On 12/18/13 12:55 AM, Peter Levart wrote:

On 12/17/2013 11:02 PM, Daniel Fuchs wrote:
On 12/17/13 6:02 PM, Peter Levart wrote:
On 12/17/2013 05:26 PM, Mandy Chung wrote:
This is a good point.   The patch for JDK 8 and above uses limited
doPrivileged that only grants LoggingPermission("control") access even
though the system class has all permissions and it should be no
difference than the current implementation.   When we backport to 7u,
it would be an issue.

I think it's an issue for limited doPrivileged use too (JDK 8).
LoggingPermission("control") is a permission used to protect the whole
logging system.
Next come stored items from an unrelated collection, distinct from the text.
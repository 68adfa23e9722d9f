// SPDX-License-Identifier: MIT
// Copyright 2026 Roland Dreier <roland@rolandd.dev>

//! Chat history and send endpoints (`/messages`).

use serde::{Deserialize, Serialize};

use crate::error::Result;
use crate::models::Message;
use crate::services::api::ApiClient;

#[derive(Deserialize)]
struct MessageList {
    #[serde(default)]
    messages: Vec<Message>,
}

#[derive(Deserialize)]
struct MessageData {
    message: Message,
}

#[derive(Serialize)]
#[serde(rename_all = "camelCase")]
struct SendBody<'a> {
    content: &'a str,
    team_id: &'a str,
}

#[derive(Clone)]
pub struct MessageApi {
    api: ApiClient,
}

impl MessageApi {
    pub fn new(api: ApiClient) -> Self {
        Self { api }
    }

    /// `GET /messages?teamId=&limit=`: the most recent `limit` messages, oldest first.
    pub async fn history(&self, team_id: &str, limit: u32) -> Result<Vec<Message>> {
        let list: MessageList = self
            .api
            .get(
                "/messages",
                &[
                    ("teamId", Some(team_id.to_string())),
                    ("limit", Some(limit.to_string())),
                ],
            )
            .await?;
        Ok(list.messages)
    }

    /// `POST /messages`. The backend broadcasts the stored message to the
    /// team room, so the sender sees it arrive as a push.
    pub async fn send(&self, team_id: &str, content: &str) -> Result<Message> {
        let data: MessageData = self
            .api
            .post("/messages", &SendBody { content, team_id })
            .await?;
        Ok(data.message)
    }
}
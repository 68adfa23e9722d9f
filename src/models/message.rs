// SPDX-License-Identifier: MIT
// Copyright 2026 Roland Dreier <roland@rolandd.dev>

//! Chat message model and sender resolution.

use chrono::{DateTime, Utc};
use serde::{Deserialize, Serialize};

use super::reference::{HasId, IdOr};
use super::user::{SessionUser, Team, UserSummary};

const UNKNOWN_SENDER: &str = "Unknown";
const UNKNOWN_INITIALS: &str = "U";

/// Chat message. View state treats messages as append-only.
#[derive(Debug, Clone, PartialEq, Serialize, Deserialize)]
#[serde(rename_all = "camelCase")]
pub struct Message {
    #[serde(rename = "_id", alias = "id")]
    pub id: String,
    pub content: String,
    pub sender_id: IdOr<UserSummary>,
    pub team_id: IdOr<Team>,
    pub timestamp: DateTime<Utc>,
}

impl HasId for Message {
    fn id(&self) -> &str {
        &self.id
    }
}

impl Message {
    /// Whether `user` sent this message, whichever form the sender took.
    pub fn is_own(&self, user: &SessionUser) -> bool {
        self.sender_id.id() == user.id
    }

    /// Sender display name; only known when the backend embedded the user.
    pub fn sender_name(&self) -> &str {
        self.sender_id
            .embedded()
            .map(|u| u.name.as_str())
            .unwrap_or(UNKNOWN_SENDER)
    }

    /// Avatar initials for the sender.
    pub fn sender_initials(&self) -> String {
        match self.sender_id.embedded() {
            Some(user) => initials(&user.name),
            None => UNKNOWN_INITIALS.to_string(),
        }
    }
}

fn initials(name: &str) -> String {
    let letters: String = name
        .split_whitespace()
        .filter_map(|part| part.chars().next())
        .flat_map(char::to_uppercase)
        .take(2)
        .collect();
    if letters.is_empty() {
        UNKNOWN_INITIALS.to_string()
    } else {
        letters
    }
}
// SPDX-License-Identifier: MIT
// Copyright 2026 Roland Dreier <roland@rolandd.dev>

//! Backend authentication endpoints (`/auth/*`).

use serde::{Deserialize, Serialize};

use crate::error::Result;
use crate::models::{Role, SessionUser};
use crate::services::api::ApiClient;

/// Token + profile returned by login and register.
#[derive(Debug, Clone, Deserialize)]
pub struct AuthGrant {
    pub token: String,
    pub user: SessionUser,
}

#[derive(Debug, Deserialize)]
struct ProfileData {
    user: SessionUser,
}

#[derive(Serialize)]
struct LoginBody<'a> {
    email: &'a str,
    password: &'a str,
}

#[derive(Serialize)]
struct RegisterBody<'a> {
    email: &'a str,
    password: &'a str,
    name: &'a str,
    #[serde(skip_serializing_if = "Option::is_none")]
    role: Option<Role>,
}

/// Backend session endpoints.
#[derive(Clone)]
pub struct AuthApi {
    api: ApiClient,
}

impl AuthApi {
    pub fn new(api: ApiClient) -> Self {
        Self { api }
    }

    /// `POST /auth/login`
    pub async fn login(&self, email: &str, password: &str) -> Result<AuthGrant> {
        self.api
            .post("/auth/login", &LoginBody { email, password })
            .await
    }

    /// `POST /auth/register`
    pub async fn register(
        &self,
        email: &str,
        password: &str,
        name: &str,
        role: Option<Role>,
    ) -> Result<AuthGrant> {
        self.api
            .post(
                "/auth/register",
                &RegisterBody {
                    email,
                    password,
                    name,
                    role,
                },
            )
            .await
    }

    /// `GET /auth/me` (bearer)
    pub async fn me(&self) -> Result<SessionUser> {
        let data: ProfileData = self.api.get("/auth/me", &[]).await?;
        Ok(data.user)
    }
}
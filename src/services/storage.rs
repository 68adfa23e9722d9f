// SPDX-License-Identifier: MIT
// Copyright 2026 Roland Dreier <roland@rolandd.dev>

//! Durable client-side key/value storage.
//!
//! Holds the bearer token and the persisted federated identity across
//! restarts. Values live in memory and are written through to a JSON file
//! when a path is configured.

use dashmap::DashMap;
use std::collections::BTreeMap;
use std::path::{Path, PathBuf};
use std::sync::Arc;

use crate::error::AppError;
use crate::models::Identity;

/// Storage key of the backend bearer token.
pub const TOKEN_KEY: &str = "token";
/// Storage key of the persisted federated identity.
pub const IDENTITY_KEY: &str = "identity";

/// Key/value store shared by the API client, session store and gateway.
#[derive(Clone)]
pub struct LocalStorage {
    entries: Arc<DashMap<String, String>>,
    path: Option<PathBuf>,
}

impl LocalStorage {
    /// Open (or create) the store backed by `path`.
    pub fn open(path: impl AsRef<Path>) -> Result<Self, AppError> {
        let path = path.as_ref().to_path_buf();
        let entries = DashMap::new();

        match std::fs::read_to_string(&path) {
            Ok(raw) if !raw.trim().is_empty() => {
                let saved: BTreeMap<String, String> = serde_json::from_str(&raw).map_err(|e| {
                    AppError::Storage(format!("Corrupt storage file {}: {}", path.display(), e))
                })?;
                for (k, v) in saved {
                    entries.insert(k, v);
                }
            }
            Ok(_) => {}
            Err(e) if e.kind() == std::io::ErrorKind::NotFound => {}
            Err(e) => {
                return Err(AppError::Storage(format!(
                    "Failed to read {}: {}",
                    path.display(),
                    e
                )))
            }
        }

        tracing::debug!(path = %path.display(), keys = entries.len(), "Opened client storage");

        Ok(Self {
            entries: Arc::new(entries),
            path: Some(path),
        })
    }

    /// Create a store that only lives in memory.
    pub fn in_memory() -> Self {
        Self {
            entries: Arc::new(DashMap::new()),
            path: None,
        }
    }

    pub fn get(&self, key: &str) -> Option<String> {
        self.entries.get(key).map(|v| v.value().clone())
    }

    pub fn set(&self, key: &str, value: impl Into<String>) -> Result<(), AppError> {
        self.entries.insert(key.to_string(), value.into());
        self.flush()
    }

    pub fn remove(&self, key: &str) -> Result<(), AppError> {
        if self.entries.remove(key).is_some() {
            self.flush()?;
        }
        Ok(())
    }

    // ─── Typed Accessors ─────────────────────────────────────────

    /// Bearer token, if a backend session was established.
    pub fn token(&self) -> Option<String> {
        self.get(TOKEN_KEY).filter(|t| !t.is_empty())
    }

    pub fn set_token(&self, token: &str) -> Result<(), AppError> {
        self.set(TOKEN_KEY, token)
    }

    pub fn clear_token(&self) -> Result<(), AppError> {
        self.remove(TOKEN_KEY)
    }

    /// Persisted federated identity. An unreadable entry counts as absent.
    pub fn identity(&self) -> Option<Identity> {
        let raw = self.get(IDENTITY_KEY)?;
        match serde_json::from_str(&raw) {
            Ok(identity) => Some(identity),
            Err(e) => {
                tracing::warn!(error = %e, "Ignoring unreadable persisted identity");
                None
            }
        }
    }

    pub fn set_identity(&self, identity: &Identity) -> Result<(), AppError> {
        let raw = serde_json::to_string(identity)
            .map_err(|e| AppError::Storage(format!("Failed to encode identity: {}", e)))?;
        self.set(IDENTITY_KEY, raw)
    }

    pub fn clear_identity(&self) -> Result<(), AppError> {
        self.remove(IDENTITY_KEY)
    }

    /// Write the current contents to disk (temp file + rename).
    fn flush(&self) -> Result<(), AppError> {
        let Some(path) = &self.path else {
            return Ok(());
        };

        let snapshot: BTreeMap<String, String> = self
            .entries
            .iter()
            .map(|e| (e.key().clone(), e.value().clone()))
            .collect();
        let raw = serde_json::to_string_pretty(&snapshot)
            .map_err(|e| AppError::Storage(format!("Failed to encode storage: {}", e)))?;

        let tmp = path.with_extension("tmp");
        std::fs::write(&tmp, raw)
            .and_then(|_| std::fs::rename(&tmp, path))
            .map_err(|e| AppError::Storage(format!("Failed to write {}: {}", path.display(), e)))
    }
}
So what was not possible with 'sealed' field would be
possible with doPermission's temporary elevation of privilege even if it
is just for LoggingPermission("control").

Hi Peter,

I don't think that is an issue - because if Handler is subclassed
and the custom subclass attempts to call something requiring
LoggingPermission("control") then the custom subclass will
*still need* to  have the "control" permission  - otherwise a
security exception will be  thrown. This is because the
custom subclass's protection domain will be in the code
path:

- callers call new XxxxHandler
  - XxxxHandler call Handler's super constructor
     - super constructor calls doPrivileged
       - super constructor calls e.g. this.setLevel()
         which is redefined as XxxxHandler.setLevel
         - setLevel calls something else requiring "control"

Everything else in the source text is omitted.